New Delhi, 26 June—An obvious victim of the mechanisms of the country’s judicial system, Justice S Murlidhar’s scathing report accusing Israeli security forces of deliberately targeting and killing Palestinian children reads like a fairy tale raising hope against hope that such honest, courageous and upright judges exist.
Six years ago in February 2020, as deadly communal riots broke out in northeast Delhi, Muralidhar, then a senior judge of the Delhi High Court, had shown his judicial responsibility by convening an extraordinary midnight hearing at his residence to ensure safe medical passage for the wounded.
The following afternoon, he sharply reprimanded the Delhi police for failing to register criminal cases against ruling party politicians for hate speech. “We cannot let another 1984 happen in this city under our watch,” Muralidhar had warned.
Murlidhar’s sense of duty and loyalty to the Constitution had infuriated the ruling BJP at the Centre as within hours of his rebuke, as an unprecedented was issued midnight notifying shifting Muralidhar to the Punjab and Haryana High Court. The timing sparked national outrage, prompting a rare strike by the Delhi High Court Bar Association, which condemned the transfer as a punitive strike against an independent judge. The abrupt order derailed his career within India’s judicial system.
Six years later, Justice Muralidhar has re-emerged on the global stage, wielding the same uncompromising legal lens that once cost him his bench in New Delhi.
As chair of the United Nations Independent International Commission of Inquiry, the retired Indian jurist has unveiled a scathing report accusing Israeli security forces of deliberately targeting and killing Palestinian children.
The inquiry concluded that at least 20,179 children were killed over a two-year period, accounting for nearly 30 per cent of all Palestinian fatalities. The commission declared that Israel’s military campaign and systemic actions amounted to genocide, war crimes and crimes against humanity.

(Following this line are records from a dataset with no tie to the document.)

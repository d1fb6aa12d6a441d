//! Authentication and authorization extractors.
//!
//! - [`auth::AuthUser`] -- the authenticated user, from a Bearer token or a
//!   `token` query parameter.
//! - [`rbac::RequireAdmin`] -- requires the `admin` role.
//! - [`rbac::RequireStaff`] -- requires `manager` or `admin`.

pub mod auth;
pub mod rbac;
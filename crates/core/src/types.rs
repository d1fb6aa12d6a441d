/// All database primary keys are PostgreSQL BIGSERIAL.
pub type DbId = i64;

/// All timestamps are UTC.
pub type Timestamp = chrono::DateTime<chrono::Utc>;

/// Free-form event data used to fill template placeholders.
pub type EventData = serde_json::Map<String, serde_json::Value>;
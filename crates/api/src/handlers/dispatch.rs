//! Internal entry points into the notifier.
//!
//! `POST /dispatch` raises one alert by kind name (admin only).
//! `POST /events` reports a domain action; recipients are resolved here.

use axum::extract::State;
use axum::Json;
use fleetwatch_core::types::DbId;
use fleetwatch_events::DomainEvent;
use serde::Deserialize;
use serde_json::json;
use validator::Validate;

use crate::error::{AppError, AppResult};
use crate::middleware::auth::AuthUser;
use crate::middleware::rbac::RequireAdmin;
use crate::response::DataResponse;
use crate::state::AppState;

/// Request body for `POST /dispatch`.
#[derive(Debug, Deserialize, Validate)]
pub struct DispatchRequest {
    #[validate(length(min = 1, max = 64))]
    pub kind: String,
    #[validate(range(min = 1))]
    pub recipient_id: DbId,
    #[serde(default = "empty_object")]
    pub data: serde_json::Value,
}

fn empty_object() -> serde_json::Value {
    serde_json::Value::Object(Default::default())
}

/// POST /api/v1/dispatch
///
/// Returns the outcome (`created`, `deduplicated`, `ignored`) and the new
/// alert when one was created.
pub async fn dispatch(
    RequireAdmin(admin): RequireAdmin,
    State(state): State<AppState>,
    Json(body): Json<DispatchRequest>,
) -> AppResult<Json<serde_json::Value>> {
    body.validate()
        .map_err(|e| AppError::BadRequest(e.to_string()))?;

    let outcome = state
        .notifier
        .notify_named(&body.kind, body.recipient_id, body.data)
        .await?;

    tracing::debug!(
        admin_id = admin.user_id,
        kind = %body.kind,
        recipient_id = body.recipient_id,
        outcome = outcome.as_str(),
        "Dispatch request handled",
    );

    Ok(Json(json!({
        "data": {
            "outcome": outcome.as_str(),
            "alert": outcome.alert(),
        }
    })))
}

/// POST /api/v1/events
///
/// Notify the people affected by a domain action performed by the caller.
/// Delivery failures are counted in the summary, never returned as errors.
pub async fn domain_event(
    auth: AuthUser,
    State(state): State<AppState>,
    Json(event): Json<DomainEvent>,
) -> AppResult<Json<DataResponse<fleetwatch_events::DispatchSummary>>> {
    let summary = state.domain.handle(auth.user_id, event).await;
    Ok(Json(DataResponse { data: summary }))
}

The report outlined a chilling pattern of behaviour, including the targeted use of snipers and precision drone strikes against minors, alongside blockades that induced widespread starvation.

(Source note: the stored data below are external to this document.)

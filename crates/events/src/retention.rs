//! Alert retention.
//!
//! Read alerts older than the retention period are deleted, then every
//! recipient is trimmed to a fixed number of newest alerts. Unread alerts
//! are only ever removed by the trim.

use std::sync::Arc;
use std::time::Duration;

use chrono::Utc;
use serde::Serialize;
use tokio_util::sync::CancellationToken;

use crate::error::StoreError;
use crate::store::AlertStore;

const DEFAULT_RETENTION_DAYS: i64 = 30;
const DEFAULT_MAX_ALERTS_PER_RECIPIENT: i64 = 500;
const DEFAULT_CLEANUP_INTERVAL_HOURS: u64 = 24;
const MIN_SWEEP_INTERVAL: Duration = Duration::from_secs(1);

#[derive(Debug, Clone)]
pub struct RetentionConfig {
    pub retention_days: i64,
    pub max_per_recipient: i64,
    pub interval: Duration,
}

impl RetentionConfig {
    /// | Variable                   | Default |
    /// |----------------------------|---------|
    /// | `RETENTION_DAYS`           | `30`    |
    /// | `MAX_ALERTS_PER_RECIPIENT` | `500`   |
    /// | `CLEANUP_INTERVAL_HOURS`   | `24`    |
    ///
    /// A zero interval falls back to the default.
    pub fn from_env() -> Self {
        Self {
            retention_days: std::env::var("RETENTION_DAYS")
                .ok()
                .and_then(|v| v.parse().ok())
                .unwrap_or(DEFAULT_RETENTION_DAYS),
            max_per_recipient: std::env::var("MAX_ALERTS_PER_RECIPIENT")
                .ok()
                .and_then(|v| v.parse().ok())
                .unwrap_or(DEFAULT_MAX_ALERTS_PER_RECIPIENT),
            interval: Duration::from_secs(
                std::env::var("CLEANUP_INTERVAL_HOURS")
                    .ok()
                    .and_then(|v| v.parse::<u64>().ok())
                    .filter(|hours| *hours > 0)
                    .unwrap_or(DEFAULT_CLEANUP_INTERVAL_HOURS)
                    * 3600,
            ),
        }
    }
}

impl Default for RetentionConfig {
    fn default() -> Self {
        Self {
            retention_days: DEFAULT_RETENTION_DAYS,
            max_per_recipient: DEFAULT_MAX_ALERTS_PER_RECIPIENT,
            interval: Duration::from_secs(DEFAULT_CLEANUP_INTERVAL_HOURS * 3600),
        }
    }
}

#[derive(Debug, Clone, Copy, Default, PartialEq, Eq, Serialize)]
pub struct SweepReport {
    pub expired_deleted: u64,
    pub overflow_trimmed: u64,
}

pub struct RetentionSweep {
    store: Arc<dyn AlertStore>,
    config: RetentionConfig,
}

impl RetentionSweep {
    pub fn new(store: Arc<dyn AlertStore>, config: RetentionConfig) -> Self {
        Self { store, config }
    }

    pub async fn sweep_once(&self) -> Result<SweepReport, StoreError> {
        let cutoff = Utc::now() - chrono::Duration::days(self.config.retention_days);
        let expired_deleted = self.store.delete_read_older_than(cutoff).await?;
        let overflow_trimmed = self
            .store
            .trim_per_recipient(self.config.max_per_recipient)
            .await?;
        Ok(SweepReport {
            expired_deleted,
            overflow_trimmed,
        })
    }

    /// Sweep on a fixed interval until `cancel` fires.
    pub async fn run(&self, cancel: CancellationToken) {
        let period = self.config.interval.max(MIN_SWEEP_INTERVAL);
        tracing::info!(
            retention_days = self.config.retention_days,
            max_per_recipient = self.config.max_per_recipient,
            interval_secs = period.as_secs(),
            "Alert retention job started",
        );
        let mut interval = tokio::time::interval(period);
        loop {
            tokio::select! {
                _ = cancel.cancelled() => {
                    tracing::info!("Alert retention job stopping");
                    break;
                }
                _ = interval.tick() => {
                    match self.sweep_once().await {
                        Ok(report) if report.expired_deleted + report.overflow_trimmed > 0 => {
                            tracing::info!(
                                expired_deleted = report.expired_deleted,
                                overflow_trimmed = report.overflow_trimmed,
                                "Alert retention: purged alerts",
                            );
                        }
                        Ok(_) => tracing::debug!("Alert retention: nothing to purge"),
                        Err(e) => tracing::error!(error = %e, "Alert retention: sweep failed"),
                    }
                }
            }
        }
    }
}

#[cfg(test)]
mod tests {
    use super::*;
    use fleetwatch_core::types::DbId;
    use fleetwatch_db::models::alert::NewAlert;

    use crate::memory::MemoryBackend;

    async fn insert(store: &MemoryBackend, recipient_id: DbId) -> DbId {
        store
            .insert_deduped(NewAlert {
                recipient_id,
                kind: "user_role_changed".into(),
                category: "info".into(),
                priority: "low".into(),
                title: "Role changed".into(),
                message: "Your role has been changed to manager".into(),
                metadata: serde_json::json!({}),
                action_url: None,
                dedup_key: None,
            })
            .await
            .unwrap()
            .unwrap()
            .id
    }

    fn store() -> Arc<MemoryBackend> {
        let store = Arc::new(MemoryBackend::new());
        store.add_recipients([1, 2]);
        store
    }

    #[tokio::test]
    async fn old_read_alerts_go_old_unread_stay() {
        let store = store();
        let read = insert(&store, 1).await;
        let unread = insert(&store, 1).await;
        store.mark_read(1, read).await.unwrap();
        store.backdate(read, chrono::Duration::days(40));
        store.backdate(unread, chrono::Duration::days(40));

        let sweep = RetentionSweep::new(store.clone(), RetentionConfig::default());
        let report = sweep.sweep_once().await.unwrap();

        assert_eq!(report.expired_deleted, 1);
        let left: Vec<DbId> = store.alerts().iter().map(|a| a.id).collect();
        assert_eq!(left, vec![unread]);
    }

    #[tokio::test]
    async fn trim_keeps_newest_per_recipient() {
        let store = store();
        for _ in 0..5 {
            insert(&store, 1).await;
        }
        insert(&store, 2).await;

        let sweep = RetentionSweep::new(
            store.clone(),
            RetentionConfig {
                max_per_recipient: 3,
                ..RetentionConfig::default()
            },
        );
        let report = sweep.sweep_once().await.unwrap();

        assert_eq!(report.overflow_trimmed, 2);
        let ids: Vec<DbId> = store
            .alerts()
            .iter()
            .filter(|a| a.recipient_id == 1)
            .map(|a| a.id)
            .collect();
        assert_eq!(ids, vec![3, 4, 5]);
        assert_eq!(store.alerts().iter().filter(|a| a.recipient_id == 2).count(), 1);
    }

    #[tokio::test(start_paused = true)]
    async fn zero_interval_is_clamped_instead_of_panicking() {
        let store = store();
        let sweep = Arc::new(RetentionSweep::new(
            store,
            RetentionConfig {
                interval: Duration::ZERO,
                ..RetentionConfig::default()
            },
        ));
        let cancel = CancellationToken::new();
        let task = tokio::spawn({
            let sweep = Arc::clone(&sweep);
            let cancel = cancel.clone();
            async move { sweep.run(cancel).await }
        });

        tokio::time::sleep(Duration::from_millis(2500)).await;
        cancel.cancel();
        task.await.unwrap();
    }
}
//! JWT access-token generation and validation.

use fleetwatch_core::types::DbId;
use jsonwebtoken::{decode, encode, DecodingKey, EncodingKey, Header, Validation};
use serde::{Deserialize, Serialize};
use uuid::Uuid;

/// JWT claims embedded in every access token.
#[derive(Debug, Serialize, Deserialize, Clone)]
pub struct Claims {
    /// Subject: the user's id, which is also the alert recipient id.
    pub sub: DbId,
    /// Role name (`"admin"`, `"manager"`, `"employee"`).
    pub role: String,
    /// Expiration time (UTC Unix timestamp).
    pub exp: i64,
    /// Issued-at time (UTC Unix timestamp).
    pub iat: i64,
    /// Unique token identifier.
    pub jti: String,
}

#[derive(Debug, Clone)]
pub struct JwtConfig {
    /// HMAC-SHA256 secret shared with the issuing service.
    pub secret: String,
    /// Lifetime of tokens minted by [`generate_access_token`].
    pub access_token_expiry_mins: i64,
}

const DEFAULT_ACCESS_EXPIRY_MINS: i64 = 15;

impl JwtConfig {
    /// | Env Var                  | Required | Default |
    /// |--------------------------|----------|---------|
    /// | `JWT_SECRET`             | **yes**  | --      |
    /// | `JWT_ACCESS_EXPIRY_MINS` | no       | `15`    |
    ///
    /// # Panics
    ///
    /// Panics if `JWT_SECRET` is not set or is empty.
    pub fn from_env() -> Self {
        let secret =
            std::env::var("JWT_SECRET").expect("JWT_SECRET must be set in the environment");
        assert!(!secret.is_empty(), "JWT_SECRET must not be empty");

        let access_token_expiry_mins: i64 = std::env::var("JWT_ACCESS_EXPIRY_MINS")
            .unwrap_or_else(|_| DEFAULT_ACCESS_EXPIRY_MINS.to_string())
            .parse()
            .expect("JWT_ACCESS_EXPIRY_MINS must be a valid i64");

        Self {
            secret,
            access_token_expiry_mins,
        }
    }
}

/// Mint an HS256 access token. Used by tooling and tests.
pub fn generate_access_token(
    user_id: DbId,
    role: &str,
    config: &JwtConfig,
) -> Result<String, jsonwebtoken::errors::Error> {
    let now = chrono::Utc::now().timestamp();
    let claims = Claims {
        sub: user_id,
        role: role.to_string(),
        exp: now + config.access_token_expiry_mins * 60,
        iat: now,
        jti: Uuid::new_v4().to_string(),
    };

    encode(
        &Header::default(),
        &claims,
        &EncodingKey::from_secret(config.secret.as_bytes()),
    )
}

/// Validate signature and expiry, returning the embedded [`Claims`].
pub fn validate_token(
    token: &str,
    config: &JwtConfig,
) -> Result<Claims, jsonwebtoken::errors::Error> {
    let token_data = decode::<Claims>(
        token,
        &DecodingKey::from_secret(config.secret.as_bytes()),
        &Validation::default(),
    )?;
    Ok(token_data.claims)
}
// Copyright (c) 2026 Robert L. Snyder, Sierra Vista, AZ
// Licensed under the MIT License. See LICENSE file in the project root for details.

//! Scale trainer: a terminal piano keyboard that judges every note against
//! a major or natural minor scale.

pub mod audio;
pub mod config;
pub mod control;
pub mod midi;
pub mod music;
pub mod practice;
pub mod trainer;
pub mod ui;
// Copyright (c) 2026 Robert L. Snyder, Sierra Vista, AZ
// Licensed under the MIT License. See LICENSE file in the project root for details.

//! MIDI input from external keyboards.
//!
//! Only note on/off matters to the trainer; everything else a device sends
//! is parsed as `Other` and dropped by the caller.

pub mod input;

pub use input::{list_sources, print_sources, MidiDeviceManager, MidiInput, MidiStatus};

use crate::music::{index_to_note, NoteToken};

/// MIDI message constants
pub mod messages {
    // Channel Voice Messages (upper nibble, lower nibble is channel 0-15)
    pub const NOTE_OFF: u8 = 0x80;
    pub const NOTE_ON: u8 = 0x90;
    pub const STATUS_MASK: u8 = 0xF0;
    pub const CHANNEL_MASK: u8 = 0x0F;
    pub const DATA_MASK: u8 = 0x7F;
}

/// Parsed MIDI message types
#[derive(Debug, Clone, PartialEq)]
pub enum MidiMessage {
    /// Note On: channel (0-15), note (0-127), velocity (1-127)
    NoteOn { channel: u8, note: u8, velocity: u8 },
    /// Note Off: channel (0-15), note (0-127), velocity (0-127)
    NoteOff { channel: u8, note: u8, velocity: u8 },
    /// Anything else
    Other(Vec<u8>),
}

impl MidiMessage {
    /// Parse raw MIDI bytes into a MidiMessage
    pub fn parse(data: &[u8]) -> Option<Self> {
        let status = *data.first()?;
        let msg_type = status & messages::STATUS_MASK;
        let channel = status & messages::CHANNEL_MASK;

        match msg_type {
            messages::NOTE_OFF if data.len() >= 3 => Some(MidiMessage::NoteOff {
                channel,
                note: data[1] & messages::DATA_MASK,
                velocity: data[2] & messages::DATA_MASK,
            }),
            messages::NOTE_ON if data.len() >= 3 => {
                let note = data[1] & messages::DATA_MASK;
                let velocity = data[2] & messages::DATA_MASK;
                // Note On with velocity 0 is equivalent to Note Off
                if velocity == 0 {
                    Some(MidiMessage::NoteOff {
                        channel,
                        note,
                        velocity: 0,
                    })
                } else {
                    Some(MidiMessage::NoteOn {
                        channel,
                        note,
                        velocity,
                    })
                }
            }
            _ => Some(MidiMessage::Other(data.to_vec())),
        }
    }

    /// Practice-keyboard note for a note message.
    ///
    /// The MIDI note number is read directly as an absolute index, so note
    /// 60 is `C5`.
    pub fn note_token(&self) -> Option<NoteToken> {
        match self {
            MidiMessage::NoteOn { note, .. } | MidiMessage::NoteOff { note, .. } => {
                Some(index_to_note(*note as u32))
            }
            MidiMessage::Other(_) => None,
        }
    }
}

#[cfg(test)]
mod tests {
    use super::*;

    #[test]
    fn test_parse_note_on() {
        let msg = MidiMessage::parse(&[0x91, 60, 100]);
        assert_eq!(
            msg,
            Some(MidiMessage::NoteOn {
                channel: 1,
                note: 60,
                velocity: 100
            })
        );
    }

    #[test]
    fn test_parse_note_on_velocity_zero() {
        let msg = MidiMessage::parse(&[0x90, 60, 0]);
        assert_eq!(
            msg,
            Some(MidiMessage::NoteOff {
                channel: 0,
                note: 60,
                velocity: 0
            })
        );
    }

    #[test]
    fn test_parse_note_off() {
        let msg = MidiMessage::parse(&[0x8F, 48, 64]);
        assert_eq!(
            msg,
            Some(MidiMessage::NoteOff {
                channel: 15,
                note: 48,
                velocity: 64
            })
        );
    }

    #[test]
    fn test_parse_other_and_empty() {
        assert_eq!(
            MidiMessage::parse(&[0xB0, 1, 64]),
            Some(MidiMessage::Other(vec![0xB0, 1, 64]))
        );
        assert_eq!(MidiMessage::parse(&[0xF8]), Some(MidiMessage::Other(vec![0xF8])));
        // Truncated note on
        assert_eq!(MidiMessage::parse(&[0x90, 60]), Some(MidiMessage::Other(vec![0x90, 60])));
        assert_eq!(MidiMessage::parse(&[]), None);
    }

    #[test]
    fn test_note_token() {
        let on = MidiMessage::parse(&[0x90, 60, 100]).unwrap();
        assert_eq!(on.note_token().map(|n| n.to_string()), Some("C5".to_string()));

        let off = MidiMessage::parse(&[0x80, 42, 0]).unwrap();
        assert_eq!(off.note_token().map(|n| n.to_string()), Some("F#3".to_string()));

        assert_eq!(MidiMessage::Other(vec![0xF8]).note_token(), None);
    }
}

Muralidhar’s panel highlighted systematic attacks on vital civilian infrastructure, specifically neonatal and maternity care facilities, which it argued directly compromised the community’s reproductive future.
The findings also documented instances of sexual violence and arbitrary detentions of children in the West Bank. While Israel’s foreign ministry fiercely dismissed the report as an “outrageous propaganda piece” and a “libelous sham,” the commission insisted that the evidence established an undeniable “genocidal intent” to destroy Palestinian society from its roots.

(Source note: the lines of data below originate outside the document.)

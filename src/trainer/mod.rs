// Copyright (c) 2026 Robert L. Snyder, Sierra Vista, AZ
// Licensed under the MIT License. See LICENSE file in the project root for details.

//! Ties the practice session to its inputs and feedback.
//!
//! Key presses, mouse clicks and MIDI notes all arrive here as
//! [`ControlAction`]s. The trainer judges notes, plays feedback and keeps
//! the UI state in step.

use std::time::{Duration, Instant};

use anyhow::Result;
use tracing::{info, warn};

use crate::audio::AudioEngine;
use crate::config::TrainerFile;
use crate::control::{ControlAction, KeyboardController};
use crate::midi::MidiMessage;
use crate::practice::{PracticeSession, PressOutcome};
use crate::ui::UiState;

/// What the event loop should do after an action
#[derive(Debug, Clone, Copy, PartialEq, Eq)]
pub enum Flow {
    Continue,
    /// Switch to the next MIDI input; the loop owns the device manager
    NextMidiDevice,
    Quit,
}

/// Practice session plus the services it drives
pub struct Trainer {
    pub session: PracticeSession,
    pub controls: KeyboardController,
    pub ui: UiState,
    audio: AudioEngine,
    /// Set when the terminal never reports key releases
    hold_timeout: Option<Duration>,
}

impl Trainer {
    /// Build a trainer from a validated configuration
    pub fn new(config: &TrainerFile, audio: AudioEngine) -> Result<Self> {
        let session = PracticeSession::new(config.practice_settings()?)?;
        let mut controls = KeyboardController::with_defaults();
        controls.apply_note_bindings(&config.keyboard.bindings)?;
        audio.set_volume(config.audio.volume);

        Ok(Self {
            session,
            controls,
            ui: UiState::default(),
            audio,
            hold_timeout: None,
        })
    }

    pub fn audio(&self) -> &AudioEngine {
        &self.audio
    }

    /// Release note keys automatically after `hold_ms`.
    ///
    /// Only needed for terminals that send no key-up events.
    pub fn use_hold_timeout(&mut self, hold_ms: u64) {
        self.hold_timeout = Some(Duration::from_millis(hold_ms));
        self.controls.set_hold_timeout(self.hold_timeout);
    }

    /// Apply one action
    pub fn apply(&mut self, action: ControlAction, now: Instant) -> Flow {
        let mut settings = *self.session.settings();

        match action {
            ControlAction::PressNote(note) => {
                match self.session.press(note, now) {
                    PressOutcome::Ignored => {}
                    PressOutcome::Correct => self.audio.play_note(&note),
                    PressOutcome::Incorrect => {
                        self.audio.play_note(&note);
                        self.audio.play_incorrect();
                    }
                    PressOutcome::ScaleComplete => {
                        self.audio.play_note(&note);
                        self.audio.play_correct();
                        self.ui.set_status(format!(
                            "{} complete! ({} so far)",
                            settings.key,
                            self.session.completed()
                        ));
                    }
                }
                return Flow::Continue;
            }
            ControlAction::ReleaseNote(note) => {
                self.session.release(note);
                return Flow::Continue;
            }
            ControlAction::NextKey => settings.key = settings.key.transpose(1),
            ControlAction::PrevKey => settings.key = settings.key.transpose(-1),
            ControlAction::ToggleQuality => {
                settings.key = settings.key.with_quality(settings.key.quality().toggled())
            }
            ControlAction::ToggleNoteNames => settings.show_note_names = !settings.show_note_names,
            ControlAction::ToggleHints => settings.show_hints = !settings.show_hints,
            ControlAction::Reset => {
                self.session.reset();
                self.ui.set_status("Progress reset");
                return Flow::Continue;
            }
            ControlAction::ToggleHelp => {
                self.ui.show_help = !self.ui.show_help;
                return Flow::Continue;
            }
            ControlAction::NextMidiDevice => return Flow::NextMidiDevice,
            ControlAction::Quit => return Flow::Quit,
        }

        if let Err(e) = self.session.set_settings(settings) {
            warn!(error = %e, "rejected settings change");
            self.ui.set_status(format!("Error: {}", e));
        }
        Flow::Continue
    }

    /// Translate MIDI input into note actions
    pub fn apply_midi(&mut self, message: &MidiMessage, now: Instant) {
        let action = match (message, message.note_token()) {
            (MidiMessage::NoteOn { .. }, Some(note)) => ControlAction::PressNote(note),
            (MidiMessage::NoteOff { .. }, Some(note)) => ControlAction::ReleaseNote(note),
            _ => return,
        };
        self.apply(action, now);
    }

    /// Take settings, bindings and volume from a reloaded configuration
    pub fn reload(&mut self, config: &TrainerFile) -> Result<()> {
        let settings = config.practice_settings()?;

        let mut controls = KeyboardController::with_defaults();
        controls.apply_note_bindings(&config.keyboard.bindings)?;
        if self.hold_timeout.is_some() {
            self.hold_timeout = Some(Duration::from_millis(config.keyboard.hold_ms));
        }
        controls.set_hold_timeout(self.hold_timeout);

        self.session.set_settings(settings)?;
        for action in self.controls.release_all() {
            if let ControlAction::ReleaseNote(note) = action {
                self.session.release(note);
            }
        }
        self.controls = controls;
        self.audio.set_volume(config.audio.volume);

        info!(key = %settings.key, "configuration reloaded");
        self.ui.set_status("Configuration reloaded");
        Ok(())
    }

    /// Advance timers: flashes, completion reset, held-key expiry, status
    pub fn tick(&mut self, now: Instant) {
        for action in self.controls.expire_held(now) {
            self.apply(action, now);
        }
        self.session.tick(now);
        self.ui.clear_expired_status();
    }
}

#[cfg(test)]
mod tests {
    use super::*;
    use crate::audio::Waveform;
    use crate::music::{KeySignature, NoteToken, ScaleQuality};

    fn trainer() -> Trainer {
        Trainer::new(&TrainerFile::default(), AudioEngine::silent()).unwrap()
    }

    fn note(s: &str) -> NoteToken {
        s.parse().unwrap()
    }

    fn press(t: &mut Trainer, s: &str, now: Instant) {
        assert_eq!(t.apply(ControlAction::PressNote(note(s)), now), Flow::Continue);
    }

    fn sounding(t: &Trainer) -> Vec<(Waveform, f32)> {
        t.audio().synth().lock().unwrap().voices()
    }

    #[test]
    fn test_wrong_note_sounds_then_buzzes() {
        let mut t = Trainer::new(&TrainerFile::default(), AudioEngine::offline(8000)).unwrap();
        press(&mut t, "C#4", Instant::now());

        let voices = sounding(&t);
        assert_eq!(voices.len(), 2);
        assert_eq!(voices[0].0, Waveform::Piano);
        assert!((voices[0].1 - 277.18).abs() < 0.05, "{}", voices[0].1);
        assert_eq!(voices[1].0, Waveform::Square);
        assert!((voices[1].1 - 200.0).abs() < 0.05);
    }

    #[test]
    fn test_correct_and_repeated_presses() {
        let mut t = Trainer::new(&TrainerFile::default(), AudioEngine::offline(8000)).unwrap();
        let now = Instant::now();
        press(&mut t, "E3", now);
        assert_eq!(sounding(&t).len(), 1);

        // Already held: no new sound
        press(&mut t, "E3", now);
        assert_eq!(sounding(&t).len(), 1);
    }

    #[test]
    fn test_key_navigation() {
        let mut t = trainer();
        let now = Instant::now();

        t.apply(ControlAction::NextKey, now);
        assert_eq!(t.session.settings().key, KeySignature::parse("C#", "major").unwrap());

        t.apply(ControlAction::PrevKey, now);
        t.apply(ControlAction::PrevKey, now);
        assert_eq!(t.session.settings().key, KeySignature::parse("B", "major").unwrap());

        t.apply(ControlAction::ToggleQuality, now);
        assert_eq!(t.session.settings().key.quality(), ScaleQuality::Minor);
    }

    #[test]
    fn test_key_change_clears_keyboard() {
        let mut t = trainer();
        let now = Instant::now();
        press(&mut t, "E3", now);
        assert_eq!(t.session.pressed().len(), 1);

        t.apply(ControlAction::NextKey, now);
        assert!(t.session.pressed().is_empty());
    }

    #[test]
    fn test_display_toggles_keep_progress() {
        let mut t = trainer();
        let now = Instant::now();
        press(&mut t, "E3", now);

        t.apply(ControlAction::ToggleHints, now);
        t.apply(ControlAction::ToggleNoteNames, now);
        assert!(t.session.settings().show_hints);
        assert!(!t.session.settings().show_note_names);
        assert_eq!(t.session.pressed(), &[note("E3")]);
    }

    #[test]
    fn test_scale_completion_sets_status() {
        let mut t = trainer();
        let now = Instant::now();
        for s in ["C3", "D3", "E3", "F3", "G3", "A3"] {
            press(&mut t, s, now);
        }
        assert!(t.ui.status_message.is_none());

        press(&mut t, "B4", now);
        assert_eq!(t.session.completed(), 1);
        assert_eq!(
            t.ui.status_message.as_deref(),
            Some("C Major complete! (1 so far)")
        );
    }

    #[test]
    fn test_flow_actions() {
        let mut t = trainer();
        let now = Instant::now();
        assert_eq!(t.apply(ControlAction::Quit, now), Flow::Quit);
        assert_eq!(t.apply(ControlAction::NextMidiDevice, now), Flow::NextMidiDevice);
        assert_eq!(t.apply(ControlAction::ToggleHelp, now), Flow::Continue);
        assert!(t.ui.show_help);
    }

    #[test]
    fn test_midi_messages_press_and_release() {
        let mut t = trainer();
        let now = Instant::now();

        // Note 52 is E4
        t.apply_midi(&MidiMessage::NoteOn { channel: 0, note: 52, velocity: 90 }, now);
        assert_eq!(t.session.pressed(), &[note("E4")]);

        t.apply_midi(&MidiMessage::NoteOff { channel: 0, note: 52, velocity: 0 }, now);
        assert!(t.session.pressed().is_empty());

        t.apply_midi(&MidiMessage::Other(vec![0xB0, 7, 100]), now);
        assert!(t.session.pressed().is_empty());
    }

    #[test]
    fn test_reload_replaces_settings() {
        let mut t = trainer();
        let mut config = TrainerFile::default();
        config.practice.key = "Bb".to_string();
        config.practice.scale = "minor".to_string();
        config.practice.show_hints = true;
        config.keyboard.bindings.insert("p".to_string(), "F#5".to_string());

        t.reload(&config).unwrap();
        assert_eq!(t.session.settings().key, KeySignature::parse("A#", "minor").unwrap());
        assert!(t.session.settings().show_hints);
        assert_eq!(t.controls.note_for('p'), Some(note("F#5")));
        assert_eq!(t.ui.status_message.as_deref(), Some("Configuration reloaded"));
    }

    #[test]
    fn test_bad_reload_keeps_settings() {
        let mut t = trainer();
        let mut config = TrainerFile::default();
        config.practice.key = "H".to_string();

        assert!(t.reload(&config).is_err());
        assert_eq!(t.session.settings().key, KeySignature::default());
    }

    #[test]
    fn test_tick_expires_held_keys() {
        use crossterm::event::{KeyCode, KeyEvent, KeyEventKind, KeyModifiers};

        let mut t = trainer();
        t.use_hold_timeout(100);
        let start = Instant::now();

        let event = KeyEvent::new_with_kind(KeyCode::Char('z'), KeyModifiers::NONE, KeyEventKind::Press);
        let action = t.controls.process_key(&event, start).unwrap();
        t.apply(action, start);
        assert_eq!(t.session.pressed(), &[note("C3")]);

        t.tick(start + Duration::from_millis(50));
        assert_eq!(t.session.pressed().len(), 1);

        t.tick(start + Duration::from_millis(150));
        assert!(t.session.pressed().is_empty());
    }
}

For close observers of the Indian legal ecosystem, Muralidhar’s unflinching stance before a global military power is entirely characteristic. It carries deep echoes of the dramatic episode that turned him into an overnight symbol of the debate around judicial independence under the Narendra Modi administration.
In September 2022, the Supreme Court Collegium recommended Justice Muralidhar’s transfer to the Madras High Court. The government stalled the decision for six months. The collegium recalled the proposal in April 2023.
The farewell Justice Muralidhar got on retirement from the Orissa High Court was also unprecedented, with lawyers lining up from the court to the street as a mark of respect.
Now based in Geneva, the country’s legal luminary has established himself as an inconvenient truth-teller to power. While the “Gaza report” assignment may appear to be just one-off assignment in fact he is being looked upon as the torch bearer of the truth. The commission is an ongoing investigative body created by the UN Human Rights Council in 2021 to investigate alleged violations of international humanitarian law and human rights law connected to the conflict and to report periodically to UN bodies.